BEGIN

//! Crate-wide error type.
//!
//! Fetch errors abort a run; classification errors are folded into the
//! affected item's result by the pipeline and only escape through the
//! single-text surfaces (`/predict`, dashboard text mode).

use thiserror::Error;

pub type Result<T> = std::result::Result<T, Error>;

#[derive(Debug, Error)]
pub enum Error {
    /// News fetch failed.
    #[error("news source unavailable: {0}")]
    SourceUnavailable(String),

    /// News fetch succeeded with zero records. Same kind tag as `SourceUnavailable`.
    #[error("no news found for {0}")]
    NoNews(String),

    /// Credential rejected (or missing) by the inference endpoint.
    #[error(
        "{}. Check that HF_TOKEN is valid and has access to this endpoint. Token loaded: {}",
        status_line(.status),
        yes_no(.credential_present)
    )]
    Unauthorized { status: u16, credential_present: bool },

    /// Network, timeout, or non-2xx from the classifier.
    #[error("classification failed: {0}")]
    ClassificationFailure(String),

    /// A batched call could not produce one prediction per input.
    #[error("batch classification failed at item {index}: {reason}")]
    BatchFailure { index: usize, reason: String },

    /// Classifier response could not be interpreted.
    #[error("parse failure: {0}")]
    ParseFailure(String),

    #[error("configuration error: {0}")]
    Config(String),
}

fn status_line(status: &u16) -> String {
    let reason = reqwest::StatusCode::from_u16(*status)
        .ok()
        .and_then(|s| s.canonical_reason())
        .unwrap_or("Unauthorized");
    format!("{status} {reason}")
}

fn yes_no(present: &bool) -> &'static str {
    if *present {
        "Yes"
    } else {
        "No"
    }
}

impl Error {
    /// Short stable tag used for metric labels and log fields.
    pub fn kind(&self) -> &'static str {
        match self {
            Error::SourceUnavailable(_) | Error::NoNews(_) => "source_unavailable",
            Error::Unauthorized { .. } => "unauthorized",
            Error::ClassificationFailure(_) => "classification_failure",
            Error::BatchFailure { .. } => "batch_failure",
            Error::ParseFailure(_) => "parse_failure",
            Error::Config(_) => "config",
        }
    }
}

impl From<reqwest::Error> for Error {
    fn from(e: reqwest::Error) -> Self {
        if e.is_timeout() {
            Error::ClassificationFailure(format!("request timed out: {e}"))
        } else {
            Error::ClassificationFailure(e.to_string())
        }
    }
}
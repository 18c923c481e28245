// tests/common/mod.rs
//
// Shared test doubles: a scripted news source and a scripted classifier.

#![allow(dead_code)]

use std::sync::atomic::{AtomicUsize, Ordering};
use std::sync::Arc;

use async_trait::async_trait;
use serde_json::{json, Value};

use ticker_sentiment::classify::{RawPrediction, SentimentClient};
use ticker_sentiment::error::{Error, Result};
use ticker_sentiment::news::NewsSource;

/// Returns the same records (or the same failure) for every ticker.
pub struct StaticNews {
    records: Vec<Value>,
    fail: bool,
}

impl StaticNews {
    pub fn with_titles(titles: &[&str]) -> Arc<Self> {
        let records = titles
            .iter()
            .enumerate()
            .map(|(i, t)| {
                json!({
                    "title": t,
                    "link": format!("https://news.example/{i}"),
                    "publisher": "Wire",
                    "providerPublishTime": 1_736_260_200 + i as i64,
                })
            })
            .collect();
        Arc::new(Self {
            records,
            fail: false,
        })
    }

    pub fn with_records(records: Vec<Value>) -> Arc<Self> {
        Arc::new(Self {
            records,
            fail: false,
        })
    }

    pub fn failing() -> Arc<Self> {
        Arc::new(Self {
            records: Vec::new(),
            fail: true,
        })
    }
}

#[async_trait]
impl NewsSource for StaticNews {
    async fn fetch_raw(&self, _ticker: &str) -> anyhow::Result<Vec<Value>> {
        if self.fail {
            anyhow::bail!("connection refused");
        }
        Ok(self.records.clone())
    }

    fn name(&self) -> &'static str {
        "static"
    }
}

/// Titles containing "down" are negative, everything else positive.
/// Titles listed in `fail_on` fail with `ClassificationFailure`.
#[derive(Default)]
pub struct ScriptedClient {
    fail_on: Vec<String>,
    /// Drop the last prediction of every batch.
    short_batch: bool,
    pub calls: AtomicUsize,
    pub batch_calls: AtomicUsize,
}

impl ScriptedClient {
    pub fn new() -> Arc<Self> {
        Arc::new(Self::default())
    }

    pub fn failing_on(titles: &[&str]) -> Arc<Self> {
        Arc::new(Self {
            fail_on: titles.iter().map(|t| t.to_string()).collect(),
            ..Self::default()
        })
    }

    pub fn short_batches() -> Arc<Self> {
        Arc::new(Self {
            short_batch: true,
            ..Self::default()
        })
    }

    pub fn calls(&self) -> usize {
        self.calls.load(Ordering::SeqCst)
    }

    pub fn batch_calls(&self) -> usize {
        self.batch_calls.load(Ordering::SeqCst)
    }

    fn predict(&self, text: &str) -> Result<RawPrediction> {
        if self.fail_on.iter().any(|t| t == text) {
            return Err(Error::ClassificationFailure(format!("boom on {text}")));
        }
        let (pos, neg) = if text.to_lowercase().contains("down") {
            (0.1, 0.8)
        } else {
            (0.85, 0.05)
        };
        Ok(RawPrediction::from_json(json!([[
            { "label": "positive", "score": pos },
            { "label": "negative", "score": neg },
            { "label": "neutral", "score": 1.0 - pos - neg }
        ]])))
    }
}

#[async_trait]
impl SentimentClient for ScriptedClient {
    async fn classify(&self, text: &str) -> Result<RawPrediction> {
        self.calls.fetch_add(1, Ordering::SeqCst);
        self.predict(text)
    }

    async fn classify_batch(&self, texts: &[String]) -> Result<Vec<RawPrediction>> {
        self.batch_calls.fetch_add(1, Ordering::SeqCst);
        let mut out = Vec::with_capacity(texts.len());
        for (index, t) in texts.iter().enumerate() {
            let p = self.predict(t).map_err(|e| Error::BatchFailure {
                index,
                reason: e.to_string(),
            })?;
            out.push(p);
        }
        if self.short_batch {
            out.pop();
        }
        Ok(out)
    }

    fn name(&self) -> &'static str {
        "scripted"
    }
}
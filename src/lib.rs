// src/lib.rs
// Public library surface for the server, the dashboard binary and integration tests.

pub mod api;
pub mod classify;
pub mod config;
pub mod dashboard;
pub mod error;
pub mod news;
pub mod normalize;
pub mod pipeline;
pub mod telemetry;

// ---- Re-exports for stable public API ----
pub use crate::api::router;
pub use crate::error::{Error, Result};
pub use crate::normalize::normalize;
pub use crate::pipeline::{AnalysisPipeline, AnalyzedResult};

END

Print the records again in their entirety, character for character.

- [Task solution]:
//! Crate-wide error type.
//!
//! Fetch errors abort a run; classification errors are folded into the
//! affected item's result by the pipeline and only escape through the
//! single-text surfaces (`/predict`, dashboard text mode).

use thiserror::Error;

pub type Result<T> = std::result::Result<T, Error>;

#[derive(Debug, Error)]
pub enum Error {
    /// News fetch failed.
    #[error("news source unavailable: {0}")]
    SourceUnavailable(String),

    /// News fetch succeeded with zero records. Same kind tag as `SourceUnavailable`.
    #[error("no news found for {0}")]
    NoNews(String),

    /// Credential rejected (or missing) by the inference endpoint.
    #[error(
        "{}. Check that HF_TOKEN is valid and has access to this endpoint. Token loaded: {}",
        status_line(.status),
        yes_no(.credential_present)
    )]
    Unauthorized { status: u16, credential_present: bool },

    /// Network, timeout, or non-2xx from the classifier.
    #[error("classification failed: {0}")]
    ClassificationFailure(String),

    /// A batched call could not produce one prediction per input.
    #[error("batch classification failed at item {index}: {reason}")]
    BatchFailure { index: usize, reason: String },

    /// Classifier response could not be interpreted.
    #[error("parse failure: {0}")]
    ParseFailure(String),

    #[error("configuration error: {0}")]
    Config(String),
}

fn status_line(status: &u16) -> String {
    let reason = reqwest::StatusCode::from_u16(*status)
        .ok()
        .and_then(|s| s.canonical_reason())
        .unwrap_or("Unauthorized");
    format!("{status} {reason}")
}

fn yes_no(present: &bool) -> &'static str {
    if *present {
        "Yes"
    } else {
        "No"
    }
}

impl Error {
    /// Short stable tag used for metric labels and log fields.
    pub fn kind(&self) -> &'static str {
        match self {
            Error::SourceUnavailable(_) | Error::NoNews(_) => "source_unavailable",
            Error::Unauthorized { .. } => "unauthorized",
            Error::ClassificationFailure(_) => "classification_failure",
            Error::BatchFailure { .. } => "batch_failure",
            Error::ParseFailure(_) => "parse_failure",
            Error::Config(_) => "config",
        }
    }
}

impl From<reqwest::Error> for Error {
    fn from(e: reqwest::Error) -> Self {
        if e.is_timeout() {
            Error::ClassificationFailure(format!("request timed out: {e}"))
        } else {
            Error::ClassificationFailure(e.to_string())
        }
    }
}
repository 18c923c481e28245
// tests/common/mod.rs
//
// Shared test doubles: a scripted news source and a scripted classifier.

#![allow(dead_code)]

use std::sync::atomic::{AtomicUsize, Ordering};
use std::sync::Arc;

use async_trait::async_trait;
use serde_json::{json, Value};

use ticker_sentiment::classify::{RawPrediction, SentimentClient};
use ticker_sentiment::error::{Error, Result};
use ticker_sentiment::news::NewsSource;

/// Returns the same records (or the same failure) for every ticker.
pub struct StaticNews {
    records: Vec<Value>,
    fail: bool,
}

impl StaticNews {
    pub fn with_titles(titles: &[&str]) -> Arc<Self> {
        let records = titles
            .iter()
            .enumerate()
            .map(|(i, t)| {
                json!({
                    "title": t,
                    "link": format!("https://news.example/{i}"),
                    "publisher": "Wire",
                    "providerPublishTime": 1_736_260_200 + i as i64,
                })
            })
            .collect();
        Arc::new(Self {
            records,
            fail: false,
        })
    }

    pub fn with_records(records: Vec<Value>) -> Arc<Self> {
        Arc::new(Self {
            records,
            fail: false,
        })
    }

    pub fn failing() -> Arc<Self> {
        Arc::new(Self {
            records: Vec::new(),
            fail: true,
        })
    }
}

#[async_trait]
impl NewsSource for StaticNews {
    async fn fetch_raw(&self, _ticker: &str) -> anyhow::Result<Vec<Value>> {
        if self.fail {
            anyhow::bail!("connection refused");
        }
        Ok(self.records.clone())
    }

    fn name(&self) -> &'static str {
        "static"
    }
}

/// Titles containing "down" are negative, everything else positive.
/// Titles listed in `fail_on` fail with `ClassificationFailure`.
#[derive(Default)]
pub struct ScriptedClient {
    fail_on: Vec<String>,
    /// Drop the last prediction of every batch.
    short_batch: bool,
    pub calls: AtomicUsize,
    pub batch_calls: AtomicUsize,
}

impl ScriptedClient {
    pub fn new() -> Arc<Self> {
        Arc::new(Self::default())
    }

    pub fn failing_on(titles: &[&str]) -> Arc<Self> {
        Arc::new(Self {
            fail_on: titles.iter().map(|t| t.to_string()).collect(),
            ..Self::default()
        })
    }

    pub fn short_batches() -> Arc<Self> {
        Arc::new(Self {
            short_batch: true,
            ..Self::default()
        })
    }

    pub fn calls(&self) -> usize {
        self.calls.load(Ordering::SeqCst)
    }

    pub fn batch_calls(&self) -> usize {
        self.batch_calls.load(Ordering::SeqCst)
    }

    fn predict(&self, text: &str) -> Result<RawPrediction> {
        if self.fail_on.iter().any(|t| t == text) {
            return Err(Error::ClassificationFailure(format!("boom on {text}")));
        }
        let (pos, neg) = if text.to_lowercase().contains("down") {
            (0.1, 0.8)
        } else {
            (0.85, 0.05)
        };
        Ok(RawPrediction::from_json(json!([[
            { "label": "positive", "score": pos },
            { "label": "negative", "score": neg },
            { "label": "neutral", "score": 1.0 - pos - neg }
        ]])))
    }
}

#[async_trait]
impl SentimentClient for ScriptedClient {
    async fn classify(&self, text: &str) -> Result<RawPrediction> {
        self.calls.fetch_add(1, Ordering::SeqCst);
        self.predict(text)
    }

    async fn classify_batch(&self, texts: &[String]) -> Result<Vec<RawPrediction>> {
        self.batch_calls.fetch_add(1, Ordering::SeqCst);
        let mut out = Vec::with_capacity(texts.len());
        for (index, t) in texts.iter().enumerate() {
            let p = self.predict(t).map_err(|e| Error::BatchFailure {
                index,
                reason: e.to_string(),
            })?;
            out.push(p);
        }
        if self.short_batch {
            out.pop();
        }
        Ok(out)
    }

    fn name(&self) -> &'static str {
        "scripted"
    }
}
filename src/lib.rs
// src/lib.rs
// Public library surface for the server, the dashboard binary and integration tests.

pub mod api;
pub mod classify;
pub mod config;
pub mod dashboard;
pub mod error;
pub mod news;
pub mod normalize;
pub mod pipeline;
pub mod telemetry;

// ---- Re-exports for stable public API ----
pub use crate::api::router;
pub use crate::error::{Error, Result};
pub use crate::normalize::normalize;
pub use crate::pipeline::{AnalysisPipeline, AnalyzedResult};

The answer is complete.